## Work to complete
Return every line from the records below that has the word "returned".

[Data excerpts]
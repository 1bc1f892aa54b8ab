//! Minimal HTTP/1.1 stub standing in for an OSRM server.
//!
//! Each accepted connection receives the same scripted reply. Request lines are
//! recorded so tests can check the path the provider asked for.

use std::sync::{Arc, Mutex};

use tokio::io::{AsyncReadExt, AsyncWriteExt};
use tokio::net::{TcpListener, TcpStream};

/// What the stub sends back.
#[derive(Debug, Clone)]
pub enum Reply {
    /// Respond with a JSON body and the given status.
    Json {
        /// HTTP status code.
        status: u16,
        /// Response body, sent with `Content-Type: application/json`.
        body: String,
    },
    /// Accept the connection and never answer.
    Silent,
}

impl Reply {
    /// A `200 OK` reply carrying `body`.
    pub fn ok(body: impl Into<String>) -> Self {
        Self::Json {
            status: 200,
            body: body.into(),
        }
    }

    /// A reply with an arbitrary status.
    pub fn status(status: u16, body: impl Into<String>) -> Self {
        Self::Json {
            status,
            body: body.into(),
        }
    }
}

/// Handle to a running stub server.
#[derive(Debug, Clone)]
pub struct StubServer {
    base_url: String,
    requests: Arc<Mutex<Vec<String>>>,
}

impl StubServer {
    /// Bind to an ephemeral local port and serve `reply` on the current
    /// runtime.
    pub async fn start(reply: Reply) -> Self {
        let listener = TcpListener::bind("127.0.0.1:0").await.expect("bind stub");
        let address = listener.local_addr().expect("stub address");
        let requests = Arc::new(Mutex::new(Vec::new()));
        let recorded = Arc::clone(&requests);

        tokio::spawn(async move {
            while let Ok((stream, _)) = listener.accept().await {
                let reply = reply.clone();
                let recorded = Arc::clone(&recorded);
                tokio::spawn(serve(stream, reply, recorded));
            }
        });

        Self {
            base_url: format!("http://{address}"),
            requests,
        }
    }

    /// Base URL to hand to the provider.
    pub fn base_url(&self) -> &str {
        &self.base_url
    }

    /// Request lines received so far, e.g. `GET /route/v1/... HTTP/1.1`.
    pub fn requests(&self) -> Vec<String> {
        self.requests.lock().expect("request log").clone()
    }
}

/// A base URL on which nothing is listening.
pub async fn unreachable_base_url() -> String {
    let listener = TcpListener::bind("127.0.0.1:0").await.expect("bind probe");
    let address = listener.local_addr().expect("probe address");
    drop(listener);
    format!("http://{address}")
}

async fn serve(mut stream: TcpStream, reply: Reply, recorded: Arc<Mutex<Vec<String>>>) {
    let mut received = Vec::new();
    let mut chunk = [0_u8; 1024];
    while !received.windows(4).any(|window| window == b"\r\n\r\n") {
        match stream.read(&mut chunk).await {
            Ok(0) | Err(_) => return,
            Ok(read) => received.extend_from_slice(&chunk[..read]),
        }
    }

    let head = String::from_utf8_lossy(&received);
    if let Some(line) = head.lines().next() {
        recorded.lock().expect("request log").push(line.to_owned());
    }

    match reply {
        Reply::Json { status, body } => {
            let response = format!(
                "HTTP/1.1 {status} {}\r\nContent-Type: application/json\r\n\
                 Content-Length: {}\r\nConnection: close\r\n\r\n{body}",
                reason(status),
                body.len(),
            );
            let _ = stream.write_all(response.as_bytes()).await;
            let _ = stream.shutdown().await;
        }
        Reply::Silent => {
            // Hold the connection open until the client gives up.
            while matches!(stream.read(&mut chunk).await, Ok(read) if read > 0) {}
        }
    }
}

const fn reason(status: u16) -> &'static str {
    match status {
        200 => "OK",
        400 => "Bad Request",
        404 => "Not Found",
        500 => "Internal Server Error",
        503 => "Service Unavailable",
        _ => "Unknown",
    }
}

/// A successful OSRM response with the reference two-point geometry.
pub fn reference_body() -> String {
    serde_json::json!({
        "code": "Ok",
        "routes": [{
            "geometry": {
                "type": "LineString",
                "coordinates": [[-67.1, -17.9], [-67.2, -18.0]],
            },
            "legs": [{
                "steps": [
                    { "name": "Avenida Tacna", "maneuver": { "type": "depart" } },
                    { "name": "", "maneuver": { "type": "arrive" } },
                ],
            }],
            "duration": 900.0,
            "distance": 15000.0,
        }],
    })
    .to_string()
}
==
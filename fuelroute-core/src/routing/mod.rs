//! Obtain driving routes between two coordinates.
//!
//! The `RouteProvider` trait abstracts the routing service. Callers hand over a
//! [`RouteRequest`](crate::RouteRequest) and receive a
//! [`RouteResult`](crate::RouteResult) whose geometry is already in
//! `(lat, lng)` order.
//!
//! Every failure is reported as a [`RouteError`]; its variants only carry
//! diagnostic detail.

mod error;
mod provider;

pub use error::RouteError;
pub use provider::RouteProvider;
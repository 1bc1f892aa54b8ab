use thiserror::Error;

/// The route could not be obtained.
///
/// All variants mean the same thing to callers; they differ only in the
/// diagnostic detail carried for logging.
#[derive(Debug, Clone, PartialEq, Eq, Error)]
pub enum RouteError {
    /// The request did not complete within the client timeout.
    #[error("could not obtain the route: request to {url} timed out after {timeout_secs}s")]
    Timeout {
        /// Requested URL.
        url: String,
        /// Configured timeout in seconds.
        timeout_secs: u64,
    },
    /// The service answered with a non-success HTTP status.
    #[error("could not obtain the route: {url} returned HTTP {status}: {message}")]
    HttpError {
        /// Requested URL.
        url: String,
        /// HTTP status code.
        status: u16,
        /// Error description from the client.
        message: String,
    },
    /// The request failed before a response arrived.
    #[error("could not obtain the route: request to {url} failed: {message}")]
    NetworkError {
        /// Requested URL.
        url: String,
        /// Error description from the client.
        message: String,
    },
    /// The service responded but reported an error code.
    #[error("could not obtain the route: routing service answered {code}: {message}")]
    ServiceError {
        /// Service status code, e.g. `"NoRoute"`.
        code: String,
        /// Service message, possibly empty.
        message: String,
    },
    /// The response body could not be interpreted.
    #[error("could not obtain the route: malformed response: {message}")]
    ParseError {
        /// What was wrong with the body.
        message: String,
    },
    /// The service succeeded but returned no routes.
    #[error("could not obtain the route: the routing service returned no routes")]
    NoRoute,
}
* * *
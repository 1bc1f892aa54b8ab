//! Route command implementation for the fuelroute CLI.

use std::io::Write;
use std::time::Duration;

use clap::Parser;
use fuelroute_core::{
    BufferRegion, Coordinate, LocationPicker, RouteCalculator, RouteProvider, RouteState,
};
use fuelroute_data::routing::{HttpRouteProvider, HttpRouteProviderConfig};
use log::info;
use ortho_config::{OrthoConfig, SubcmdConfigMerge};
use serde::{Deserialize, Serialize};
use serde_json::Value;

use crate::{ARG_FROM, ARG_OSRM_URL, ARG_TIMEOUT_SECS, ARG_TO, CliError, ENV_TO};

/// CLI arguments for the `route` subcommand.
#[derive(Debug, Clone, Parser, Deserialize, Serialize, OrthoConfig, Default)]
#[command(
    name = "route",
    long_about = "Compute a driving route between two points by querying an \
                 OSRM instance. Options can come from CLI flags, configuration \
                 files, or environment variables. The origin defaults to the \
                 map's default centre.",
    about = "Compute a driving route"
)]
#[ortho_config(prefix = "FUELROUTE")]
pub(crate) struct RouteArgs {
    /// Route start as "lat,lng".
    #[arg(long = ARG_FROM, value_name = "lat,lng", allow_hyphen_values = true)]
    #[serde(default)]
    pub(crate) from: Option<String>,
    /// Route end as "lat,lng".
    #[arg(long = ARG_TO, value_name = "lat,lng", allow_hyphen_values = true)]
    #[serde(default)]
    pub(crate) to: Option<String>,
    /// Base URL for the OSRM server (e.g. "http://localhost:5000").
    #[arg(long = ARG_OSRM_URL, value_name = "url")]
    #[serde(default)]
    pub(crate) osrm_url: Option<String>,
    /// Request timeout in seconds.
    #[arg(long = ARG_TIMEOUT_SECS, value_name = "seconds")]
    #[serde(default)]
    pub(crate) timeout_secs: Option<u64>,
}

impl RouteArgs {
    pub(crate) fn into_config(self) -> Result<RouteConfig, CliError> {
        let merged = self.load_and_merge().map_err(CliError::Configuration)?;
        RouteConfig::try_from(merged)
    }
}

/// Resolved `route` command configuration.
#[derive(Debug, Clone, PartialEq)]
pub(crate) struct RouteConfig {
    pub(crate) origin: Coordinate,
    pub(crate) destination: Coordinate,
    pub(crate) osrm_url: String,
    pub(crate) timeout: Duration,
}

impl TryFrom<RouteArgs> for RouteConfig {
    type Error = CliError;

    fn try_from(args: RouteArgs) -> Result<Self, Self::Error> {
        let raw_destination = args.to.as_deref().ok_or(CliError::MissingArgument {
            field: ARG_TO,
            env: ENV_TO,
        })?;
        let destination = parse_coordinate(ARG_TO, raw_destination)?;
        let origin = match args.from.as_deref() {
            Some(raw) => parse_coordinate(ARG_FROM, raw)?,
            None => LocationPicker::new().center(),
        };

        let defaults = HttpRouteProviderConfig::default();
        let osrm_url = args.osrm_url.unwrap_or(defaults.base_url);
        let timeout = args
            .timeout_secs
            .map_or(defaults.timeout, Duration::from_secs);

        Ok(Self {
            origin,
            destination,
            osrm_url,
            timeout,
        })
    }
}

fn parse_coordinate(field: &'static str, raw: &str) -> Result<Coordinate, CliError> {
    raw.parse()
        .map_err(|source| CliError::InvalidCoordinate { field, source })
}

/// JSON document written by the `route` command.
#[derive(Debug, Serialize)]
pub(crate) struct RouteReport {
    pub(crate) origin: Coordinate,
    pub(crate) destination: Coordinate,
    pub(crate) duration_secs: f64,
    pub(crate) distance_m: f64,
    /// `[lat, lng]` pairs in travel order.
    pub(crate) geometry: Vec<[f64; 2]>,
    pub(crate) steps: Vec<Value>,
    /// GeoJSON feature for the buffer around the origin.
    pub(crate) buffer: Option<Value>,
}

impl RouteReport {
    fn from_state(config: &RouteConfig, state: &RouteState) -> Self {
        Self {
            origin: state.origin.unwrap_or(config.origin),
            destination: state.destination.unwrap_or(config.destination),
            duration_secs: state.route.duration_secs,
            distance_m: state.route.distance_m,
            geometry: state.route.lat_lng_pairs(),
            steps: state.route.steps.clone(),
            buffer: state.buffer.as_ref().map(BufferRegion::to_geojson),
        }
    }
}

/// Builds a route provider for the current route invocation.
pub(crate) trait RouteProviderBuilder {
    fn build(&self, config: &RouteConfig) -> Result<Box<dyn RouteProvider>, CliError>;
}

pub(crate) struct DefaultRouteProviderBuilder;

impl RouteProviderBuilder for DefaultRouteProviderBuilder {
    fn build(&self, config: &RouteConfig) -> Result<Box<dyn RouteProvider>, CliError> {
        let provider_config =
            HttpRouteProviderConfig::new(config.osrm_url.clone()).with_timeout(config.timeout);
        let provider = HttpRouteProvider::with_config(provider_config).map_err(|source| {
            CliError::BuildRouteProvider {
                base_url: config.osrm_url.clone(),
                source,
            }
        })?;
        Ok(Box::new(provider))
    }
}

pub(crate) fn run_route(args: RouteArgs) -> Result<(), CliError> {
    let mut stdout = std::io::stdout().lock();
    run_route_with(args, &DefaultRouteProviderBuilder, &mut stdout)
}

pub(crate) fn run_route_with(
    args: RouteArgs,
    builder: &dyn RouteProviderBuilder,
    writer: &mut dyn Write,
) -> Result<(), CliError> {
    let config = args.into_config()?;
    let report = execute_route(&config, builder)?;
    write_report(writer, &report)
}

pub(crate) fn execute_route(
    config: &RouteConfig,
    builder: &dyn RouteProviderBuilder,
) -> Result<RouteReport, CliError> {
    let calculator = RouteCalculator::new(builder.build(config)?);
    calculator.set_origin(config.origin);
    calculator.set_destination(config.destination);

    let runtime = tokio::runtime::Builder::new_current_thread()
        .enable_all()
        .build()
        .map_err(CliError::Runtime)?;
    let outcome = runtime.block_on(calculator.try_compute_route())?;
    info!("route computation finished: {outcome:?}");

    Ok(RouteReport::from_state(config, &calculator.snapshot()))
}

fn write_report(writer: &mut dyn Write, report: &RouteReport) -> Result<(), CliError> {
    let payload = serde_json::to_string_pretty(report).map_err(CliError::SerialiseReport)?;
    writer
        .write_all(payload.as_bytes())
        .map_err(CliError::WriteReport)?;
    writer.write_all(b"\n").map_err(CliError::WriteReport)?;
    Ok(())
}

## Answer box
    #[error("could not obtain the route: {url} returned HTTP {status}: {message}")]
    /// The service succeeded but returned no routes.
    #[error("could not obtain the route: the routing service returned no routes")]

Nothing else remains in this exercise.